With regard to the altered medical records, instead of striking the
plaintiff’s exhibits, the court will allow the defendants to file objections to any
of the plaintiff’s materials they believe he has not properly authenticated. See
Fed. R. Civ. P. 56(c)(2). The court will deny the portion of the motion to strike
that seeks to strike the plaintiff’s exhibits or his supplemental declaration.
Instead of staying the defendants’ deadline to file their reply, the court
will set a deadline for the defendants to file their summary judgment reply.
Therefore, the court will deny as moot the defendants’ motion to stay.

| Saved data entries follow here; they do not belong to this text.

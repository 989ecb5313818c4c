//! SQL-facing functions. NULL is `None`.
//!
//! - commit_timestamp(xid): NULL when tracking is off or nothing is recorded.
//! - commit_timestamp_origin(xid): (timestamp, origin), both NULL when not found;
//!   errors when tracking is off.
//! - latest_committed(): (xid, timestamp, origin) of the last recorded commit,
//!   all NULL before the first one; errors when tracking is off.

use serde::Serialize;

use crate::cts::CommitTs;
use crate::error::CtsError;
use crate::page::{RepOriginId, TimestampTz};
use crate::xid::{xid_is_normal, TransactionId};

#[derive(Clone, Copy, Debug, Default, PartialEq, Eq, Serialize)]
pub struct CommitTsRow {
    pub timestamp: Option<TimestampTz>,
    pub origin: Option<RepOriginId>,
}

#[derive(Clone, Copy, Debug, Default, PartialEq, Eq, Serialize)]
pub struct LatestCommitRow {
    pub xid: Option<TransactionId>,
    pub timestamp: Option<TimestampTz>,
    pub origin: Option<RepOriginId>,
}

pub fn commit_timestamp(
    cts: &CommitTs,
    xid: TransactionId,
) -> Result<Option<TimestampTz>, CtsError> {
    match cts.get_commit_ts(xid) {
        Ok(e) => Ok(e.map(|e| e.timestamp)),
        Err(CtsError::Disabled { .. }) => Ok(None),
        Err(e) => Err(e),
    }
}

pub fn commit_timestamp_origin(
    cts: &CommitTs,
    xid: TransactionId,
) -> Result<CommitTsRow, CtsError> {
    let (entry, found) = cts.get_commit_ts_data(xid)?;
    if !found {
        return Ok(CommitTsRow::default());
    }
    Ok(CommitTsRow {
        timestamp: Some(entry.timestamp),
        origin: Some(entry.origin),
    })
}

pub fn latest_committed(cts: &CommitTs) -> Result<LatestCommitRow, CtsError> {
    let (xid, entry) = cts.get_latest_commit_ts()?;
    if !xid_is_normal(xid) {
        return Ok(LatestCommitRow::default());
    }
    Ok(LatestCommitRow {
        xid: Some(xid),
        timestamp: Some(entry.timestamp),
        origin: Some(entry.origin),
    })
}
use anyhow::Result;
use serde::Serialize;
use std::path::PathBuf;

use QuiverCTS::lock::try_acquire_shared_lock;

use crate::util::{layout_for, open_store};

#[derive(Serialize)]
struct SegmentRow {
    segment: u32,
    name: String,
    first_page: u32,
    last_page: u32,
    first_xid: u32,
    bytes: u64,
}

pub fn exec(path: PathBuf, page_size: Option<usize>, json: bool) -> Result<()> {
    let _lock = try_acquire_shared_lock(&path)?;
    let (layout, _) = layout_for(&path, page_size)?;
    let store = open_store(&path, layout)?;

    let mut rows = Vec::new();
    for (seg, p) in store.segment_files()? {
        let first_page = layout.segment_first_page(seg);
        let bytes = std::fs::metadata(&p).map(|m| m.len()).unwrap_or(0);
        rows.push(SegmentRow {
            segment: seg,
            name: store.segment_name(seg),
            first_page,
            last_page: layout.segment_last_page(seg),
            first_xid: first_page.wrapping_mul(layout.entries_per_page()),
            bytes,
        });
    }
    rows.sort_by_key(|r| r.segment);

    if json {
        println!("{}", serde_json::to_string_pretty(&rows)?);
        return Ok(());
    }

    println!("Segments at {} (page_size={}):", store.dir().display(), layout.page_size());
    if rows.is_empty() {
        println!("  (none)");
    }
    for r in &rows {
        println!(
            "  {}  pages {}..={}  first_xid={}  bytes={}",
            r.name, r.first_page, r.last_page, r.first_xid, r.bytes
        );
    }
    Ok(())
}
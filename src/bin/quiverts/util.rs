use anyhow::Result;
use std::path::Path;

use QuiverCTS::config::CtsConfig;
use QuiverCTS::consts::CTS_DIR;
use QuiverCTS::control::{read_control, ControlData};
use QuiverCTS::page::PageLayout;
use QuiverCTS::slru::SegmentStore;

/// Layout from (in order) the control file, --page-size, the environment.
pub fn layout_for(root: &Path, page_size: Option<usize>) -> Result<(PageLayout, Option<ControlData>)> {
    let control = read_control(root)?;
    let ps = match (&control, page_size) {
        (Some(c), _) => c.page_size as usize,
        (None, Some(ps)) => ps,
        (None, None) => CtsConfig::from_env().page_size,
    };
    Ok((PageLayout::new(ps)?, control))
}

pub fn open_store(root: &Path, layout: PageLayout) -> Result<SegmentStore> {
    let cfg = CtsConfig::from_env();
    SegmentStore::open(&root.join(CTS_DIR), layout, cfg.fsync_mode)
}

pub fn now_micros() -> i64 {
    std::time::SystemTime::now()
        .duration_since(std::time::UNIX_EPOCH)
        .map(|d| d.as_micros() as i64)
        .unwrap_or(0)
}
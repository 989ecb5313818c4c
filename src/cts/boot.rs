//! Bring up a standalone store rooted at a directory.
//!
//! Порядок:
//! 1) LOCK (exclusive), control file;
//! 2) allocator + WAL from the control file;
//! 3) shmem_init, valid range, startup if tracking was on at the last checkpoint;
//! 4) replay после redo_lsn;
//! 5) complete_init по конфигу и end-of-recovery checkpoint (он же пишет control).

use anyhow::{anyhow, Context, Result};
use log::info;
use std::fs;
use std::path::Path;
use std::sync::Arc;

use super::CommitTs;
use crate::config::CtsConfig;
use crate::control::read_control;
use crate::lock::try_acquire_exclusive_lock;
use crate::wal::{replay_wal, WalFile, INVALID_LSN};
use crate::xid::{xid_is_valid, FullTransactionId, XidAllocator, FIRST_NORMAL_XID};

pub fn boot(root: &Path, cfg: CtsConfig) -> Result<CommitTs> {
    cfg.validate()?;
    fs::create_dir_all(root).with_context(|| format!("create root {}", root.display()))?;
    let lock = try_acquire_exclusive_lock(root)?;

    let control = read_control(root)?;
    if let Some(c) = &control {
        if c.page_size as usize != cfg.page_size {
            return Err(anyhow!(
                "{} was created with page_size={}, configured page_size={}",
                root.display(),
                c.page_size,
                cfg.page_size
            ));
        }
    }

    let (next_fxid, oldest_xid) = control
        .map(|c| (c.next_fxid, c.oldest_xid))
        .unwrap_or((FullTransactionId::FIRST_NORMAL, FIRST_NORMAL_XID));
    let xids = Arc::new(XidAllocator::new(next_fxid, oldest_xid));
    let wal = Arc::new(WalFile::open(root, cfg.wal_fsync)?);

    let mut cts = CommitTs::shmem_init(root, cfg, wal, xids)?;
    cts.attach_dir(lock);

    match &control {
        None => cts.bootstrap()?,
        Some(c) => {
            if xid_is_valid(c.oldest_cts_xid) {
                cts.set_limit(c.oldest_cts_xid, c.newest_cts_xid);
            }
            if c.tracking_active {
                cts.startup();
            }
        }
    }

    let redo_lsn = control.map_or(INVALID_LSN, |c| c.redo_lsn);
    let stats = replay_wal(root, &cts, redo_lsn)?;
    cts.update_cached_xid_range();

    cts.complete_init();
    let ck = cts.checkpoint();
    info!(
        "commit_ts ready at {}: tracking={} next_xid={} replayed={} redo_lsn={}",
        root.display(),
        cts.is_enabled(),
        cts.xids().read_next_full_xid(),
        stats.applied,
        ck.redo_lsn
    );
    Ok(cts)
}
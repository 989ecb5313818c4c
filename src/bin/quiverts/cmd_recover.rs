use anyhow::Result;
use std::path::PathBuf;

use QuiverCTS::config::CtsConfig;
use QuiverCTS::control::read_control;
use QuiverCTS::metrics;

use crate::cmd_status;

pub fn exec(path: PathBuf, tracking: Option<bool>, json: bool) -> Result<()> {
    let mut cfg = CtsConfig::from_env();
    if let Some(c) = read_control(&path)? {
        cfg = cfg.with_page_size(c.page_size as usize);
    }
    if let Some(on) = tracking {
        cfg = cfg.with_tracking(on);
    }

    {
        let cts = QuiverCTS::boot(&path, cfg)?;
        let m = metrics::snapshot();
        if !json {
            println!(
                "recovered: tracking={} next_xid={} redo records applied={}",
                cts.is_enabled(),
                cts.xids().read_next_full_xid(),
                m.redo_records_applied
            );
        }
        cts.shutdown();
    }

    cmd_status::exec_locked(&path, json)
}
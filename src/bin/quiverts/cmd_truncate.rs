use anyhow::Result;
use std::path::PathBuf;

use QuiverCTS::config::CtsConfig;
use QuiverCTS::control::read_control;

pub fn exec(path: PathBuf, oldest_xid: u32) -> Result<()> {
    let mut cfg = CtsConfig::from_env();
    if let Some(c) = read_control(&path)? {
        cfg = cfg
            .with_page_size(c.page_size as usize)
            .with_tracking(c.tracking_active);
    }
    let cts = QuiverCTS::boot(&path, cfg)?;
    let before = cts.slru().store().segments()?.len();

    // сначала поднимаем нижнюю границу: читатели не должны видеть удалённые сегменты
    cts.advance_oldest(oldest_xid);
    cts.truncate(oldest_xid);
    cts.xids().set_oldest_xid(oldest_xid);
    cts.shutdown();

    let after = cts.slru().store().segments()?.len();
    let st = cts.shared_state();
    println!(
        "truncated: segments {} -> {}, valid range [{}, {}]",
        before, after, st.oldest_cts_xid, st.newest_cts_xid
    );
    Ok(())
}
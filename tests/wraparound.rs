use anyhow::Result;
use std::path::PathBuf;
use std::sync::Arc;

use QuiverCTS::xid::{FIRST_NORMAL_XID, MAX_XID};
use QuiverCTS::{CommitTs, CommitTsEntry, CtsConfig, FullTransactionId, MemWal, XidAllocator};

fn unique_root(prefix: &str) -> PathBuf {
    let pid = std::process::id();
    let t = std::time::SystemTime::now()
        .duration_since(std::time::UNIX_EPOCH)
        .unwrap()
        .as_nanos();
    std::env::temp_dir().join(format!("qcts-{}-{}-{}", prefix, pid, t))
}

/// Свежий store, следующий xid = `next` (эпоха 0).
fn open_at(prefix: &str, next: u32, cfg: CtsConfig) -> Result<CommitTs> {
    let root = unique_root(prefix);
    let xids = Arc::new(XidAllocator::new(
        FullTransactionId::from_epoch_and_xid(0, next),
        FIRST_NORMAL_XID,
    ));
    let cts = CommitTs::shmem_init(&root, cfg, Arc::new(MemWal::new()), xids)?;
    cts.bootstrap()?;
    cts.complete_init();
    Ok(cts)
}

#[test]
fn set_get_across_wrap() -> Result<()> {
    let cts = open_at("wrap", MAX_XID - 1, CtsConfig::default().with_tracking(true))?;
    let layout = *cts.layout();

    let a = cts.assign_xid();
    let b = cts.assign_xid();
    let c = cts.assign_xid();
    assert_eq!((a, b, c), (MAX_XID - 1, MAX_XID, FIRST_NORMAL_XID));
    assert_eq!(cts.xids().read_next_full_xid(), FullTransactionId::from_epoch_and_xid(1, 4));

    for (i, x) in [a, b, c].into_iter().enumerate() {
        cts.tree_set_commit_ts(x, &[], 100 + i as i64, i as u16, true);
    }
    for (i, x) in [a, b, c].into_iter().enumerate() {
        assert_eq!(cts.get_commit_ts(x)?, Some(CommitTsEntry::new(100 + i as i64, i as u16)));
    }

    assert!(layout.page_precedes(layout.page_of(a), layout.page_of(c)));
    assert!(!layout.page_precedes(layout.page_of(c), layout.page_of(a)));
    // последний сегмент короче остальных
    assert_eq!(layout.page_of(MAX_XID), layout.max_page());

    // full xid по обе стороны границы
    cts.update_cached_xid_range();
    assert_eq!(cts.full_xid_from_xid(a), FullTransactionId::from_epoch_and_xid(0, a));
    assert_eq!(cts.full_xid_from_xid(c), FullTransactionId::from_epoch_and_xid(1, c));
    Ok(())
}

#[test]
fn subxids_straddling_wrap() -> Result<()> {
    let cts = open_at("wrap-subxid", MAX_XID - 2, CtsConfig::default().with_tracking(true))?;
    let top = cts.assign_xid();
    let subs: Vec<u32> = (0..4).map(|_| cts.assign_xid()).collect();
    assert_eq!(subs, vec![MAX_XID - 1, MAX_XID, 3, 4]);

    cts.tree_set_commit_ts(top, &subs, 555, 1, true);
    for &x in std::iter::once(&top).chain(subs.iter()) {
        assert_eq!(cts.get_commit_ts(x)?, Some(CommitTsEntry::new(555, 1)), "xid {}", x);
    }
    assert_eq!(cts.shared_state().newest_cts_xid, 4);
    Ok(())
}

#[test]
fn truncate_across_wrap_removes_old_segment() -> Result<()> {
    let cts = open_at("wrap-truncate", MAX_XID - 1, CtsConfig::default().with_tracking(true))?;
    let layout = *cts.layout();
    let store = cts.slru().store();

    let a = cts.assign_xid();
    let _b = cts.assign_xid();
    let c = cts.assign_xid();
    cts.tree_set_commit_ts(a, &[], 1, 0, true);
    cts.tree_set_commit_ts(c, &[], 2, 0, true);
    cts.checkpoint();

    let old_seg = layout.segment_of(layout.page_of(a));
    assert_eq!(store.segments()?, vec![0, old_seg]);
    assert_eq!(store.segment_name(old_seg), "28028");

    cts.advance_oldest(c);
    cts.truncate(c);

    assert_eq!(store.segments()?, vec![0]);
    assert_eq!(cts.get_commit_ts(a)?, None);
    assert_eq!(cts.get_commit_ts(c)?, Some(CommitTsEntry::new(2, 0)));
    Ok(())
}
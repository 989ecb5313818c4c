//! slru/segment — файлы сегментов <dir>/<HEX>: чтение/запись страниц,
//! очередь fsync, сканирование и удаление.
//!
//! - Отсутствующий файл или короткое чтение дают нули.
//! - Запись за концом файла дописывает дыру нулями (sparse ok).
//! - Immediate: fsync сегмента после каждой записи.
//!   Deferred: номер сегмента ставится в очередь, sync_pending() вызывает checkpoint.

use anyhow::{Context, Result};
use log::{debug, info};
use parking_lot::Mutex;
use std::collections::BTreeSet;
use std::fs::{self, File, OpenOptions};
use std::io::{ErrorKind, Read, Seek, SeekFrom, Write};
use std::path::{Path, PathBuf};

use crate::config::FsyncMode;
use crate::metrics::{record_segment_fsync, record_segment_unlinked};
use crate::page::{PageLayout, PageNo, SegmentNo};

pub struct SegmentStore {
    dir: PathBuf,
    layout: PageLayout,
    fsync_mode: FsyncMode,
    pending: Mutex<BTreeSet<SegmentNo>>,
}

impl SegmentStore {
    pub fn open(dir: &Path, layout: PageLayout, fsync_mode: FsyncMode) -> Result<Self> {
        fs::create_dir_all(dir).with_context(|| format!("create dir {}", dir.display()))?;
        Ok(Self {
            dir: dir.to_path_buf(),
            layout,
            fsync_mode,
            pending: Mutex::new(BTreeSet::new()),
        })
    }

    pub fn dir(&self) -> &Path {
        &self.dir
    }

    pub fn layout(&self) -> &PageLayout {
        &self.layout
    }

    pub fn segment_name(&self, seg: SegmentNo) -> String {
        format!("{:0width$X}", seg, width = self.layout.segment_name_width())
    }

    pub fn seg_path(&self, seg: SegmentNo) -> PathBuf {
        self.dir.join(self.segment_name(seg))
    }

    /// Accept only names this layout would produce: exact width, upper-case hex.
    pub fn parse_segment_name(&self, name: &str) -> Option<SegmentNo> {
        if name.len() != self.layout.segment_name_width() {
            return None;
        }
        if !name
            .bytes()
            .all(|b| b.is_ascii_digit() || (b'A'..=b'F').contains(&b))
        {
            return None;
        }
        SegmentNo::from_str_radix(name, 16).ok()
    }

    pub fn physical_page_exists(&self, page: PageNo) -> Result<bool> {
        let path = self.seg_path(self.layout.segment_of(page));
        let off = self.layout.offset_in_segment(page);
        match fs::metadata(&path) {
            Ok(m) => Ok(m.len() >= off + self.layout.page_size() as u64),
            Err(e) if e.kind() == ErrorKind::NotFound => Ok(false),
            Err(e) => Err(e).with_context(|| format!("stat segment {}", path.display())),
        }
    }

    /// Read `page` into `buf`; returns the number of bytes that came from disk.
    pub fn read_page(&self, page: PageNo, buf: &mut [u8]) -> Result<usize> {
        debug_assert_eq!(buf.len(), self.layout.page_size());
        let path = self.seg_path(self.layout.segment_of(page));
        let mut f = match File::open(&path) {
            Ok(f) => f,
            Err(e) if e.kind() == ErrorKind::NotFound => {
                debug!("segment {} missing, page {} reads as zeroes", path.display(), page);
                buf.fill(0);
                return Ok(0);
            }
            Err(e) => {
                return Err(e).with_context(|| format!("open segment {}", path.display()));
            }
        };
        f.seek(SeekFrom::Start(self.layout.offset_in_segment(page)))
            .with_context(|| format!("seek page {} in {}", page, path.display()))?;

        let mut got = 0usize;
        while got < buf.len() {
            match f.read(&mut buf[got..]) {
                Ok(0) => break,
                Ok(n) => got += n,
                Err(e) if e.kind() == ErrorKind::Interrupted => continue,
                Err(e) => {
                    return Err(e)
                        .with_context(|| format!("read page {} from {}", page, path.display()));
                }
            }
        }
        buf[got..].fill(0);
        Ok(got)
    }

    pub fn write_page(&self, page: PageNo, buf: &[u8]) -> Result<()> {
        debug_assert_eq!(buf.len(), self.layout.page_size());
        let seg = self.layout.segment_of(page);
        let path = self.seg_path(seg);
        let mut f = OpenOptions::new()
            .create(true)
            .write(true)
            .open(&path)
            .with_context(|| format!("open segment {}", path.display()))?;
        f.seek(SeekFrom::Start(self.layout.offset_in_segment(page)))?;
        f.write_all(buf)
            .with_context(|| format!("write page {} to {}", page, path.display()))?;

        match self.fsync_mode {
            FsyncMode::Immediate => {
                f.sync_all()
                    .with_context(|| format!("fsync segment {}", path.display()))?;
                record_segment_fsync();
            }
            FsyncMode::Deferred => {
                self.pending.lock().insert(seg);
            }
        }
        Ok(())
    }

    /// fsync one segment right now (activation pre-creates its page this way).
    pub fn fsync_segment(&self, seg: SegmentNo) -> Result<()> {
        let path = self.seg_path(seg);
        let f = File::open(&path).with_context(|| format!("open segment {}", path.display()))?;
        f.sync_all()
            .with_context(|| format!("fsync segment {}", path.display()))?;
        self.pending.lock().remove(&seg);
        record_segment_fsync();
        Ok(())
    }

    /// Drain the deferred queue. Segments unlinked meanwhile are skipped.
    pub fn sync_pending(&self) -> Result<usize> {
        let segs: Vec<SegmentNo> = std::mem::take(&mut *self.pending.lock())
            .into_iter()
            .collect();
        let mut n = 0usize;
        for (i, &seg) in segs.iter().enumerate() {
            let path = self.seg_path(seg);
            let f = match File::open(&path) {
                Ok(f) => f,
                Err(e) if e.kind() == ErrorKind::NotFound => continue,
                Err(e) => {
                    // вернуть неотработанные обратно в очередь
                    self.pending.lock().extend(segs[i..].iter().copied());
                    return Err(e).with_context(|| format!("open segment {}", path.display()));
                }
            };
            if let Err(e) = f.sync_all() {
                self.pending.lock().extend(segs[i..].iter().copied());
                return Err(e).with_context(|| format!("fsync segment {}", path.display()));
            }
            record_segment_fsync();
            n += 1;
        }
        if n > 0 {
            fsync_dir(&self.dir)?;
        }
        Ok(n)
    }

    pub fn pending_syncs(&self) -> usize {
        self.pending.lock().len()
    }

    /// Segment files currently on disk; foreign names are ignored.
    pub fn segment_files(&self) -> Result<impl Iterator<Item = (SegmentNo, PathBuf)> + '_> {
        let rd = fs::read_dir(&self.dir)
            .with_context(|| format!("read dir {}", self.dir.display()))?;
        Ok(rd.filter_map(Result::ok).filter_map(move |e| {
            let name = e.file_name();
            let seg = self.parse_segment_name(name.to_str()?)?;
            Some((seg, e.path()))
        }))
    }

    /// Sorted list of segment numbers present on disk.
    pub fn segments(&self) -> Result<Vec<SegmentNo>> {
        let mut v: Vec<SegmentNo> = self.segment_files()?.map(|(s, _)| s).collect();
        v.sort_unstable();
        Ok(v)
    }

    pub fn any_removable(&self, cutoff: PageNo) -> Result<bool> {
        Ok(self
            .segment_files()?
            .any(|(seg, _)| self.layout.segment_precedes(seg, cutoff)))
    }

    /// Unlink every segment lying entirely before `cutoff`.
    pub fn unlink_segments(&self, cutoff: PageNo) -> Result<usize> {
        let layout = self.layout;
        self.unlink_where(|seg| layout.segment_precedes(seg, cutoff))
    }

    pub fn unlink_all(&self) -> Result<usize> {
        self.unlink_where(|_| true)
    }

    fn unlink_where<F: Fn(SegmentNo) -> bool>(&self, pred: F) -> Result<usize> {
        let victims: Vec<(SegmentNo, PathBuf)> =
            self.segment_files()?.filter(|(seg, _)| pred(*seg)).collect();
        let mut n = 0usize;
        for (seg, path) in victims {
            info!("removing file \"{}\"", path.display());
            match fs::remove_file(&path) {
                Ok(()) => {}
                Err(e) if e.kind() == ErrorKind::NotFound => continue,
                Err(e) => {
                    return Err(e).with_context(|| format!("unlink {}", path.display()));
                }
            }
            self.pending.lock().remove(&seg);
            record_segment_unlinked();
            n += 1;
        }
        if n > 0 {
            fsync_dir(&self.dir)?;
        }
        Ok(n)
    }
}

/// Best-effort fsync of a directory (no-op where directories cannot be opened).
pub(crate) fn fsync_dir(dir: &Path) -> Result<()> {
    #[cfg(unix)]
    {
        let f = File::open(dir).with_context(|| format!("open dir {}", dir.display()))?;
        f.sync_all()
            .with_context(|| format!("fsync dir {}", dir.display()))?;
    }
    #[cfg(not(unix))]
    {
        let _ = dir;
    }
    Ok(())
}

Finally, in his response to the defendants’ motion to strike, the plaintiff
asked that the court order the defendants to return his sensitive legal
materials. Dkt. No. 73 at 3. The court will deny this request as moot, because
on June 20, 2017, the court received a letter from the plaintiff, stating that the
defendants returned the documents to him. Dkt. No. 74.
IV.
CONCLUSION
The court GRANTS IN PART AND DENIES IN PART the defendants’
motion to strike plaintiff’s response to defendants’ motion for summary
judgment. Dkt. No. 72.
The court STRIKES the plaintiff’s proposed findings of fact. Dkt. No. 68.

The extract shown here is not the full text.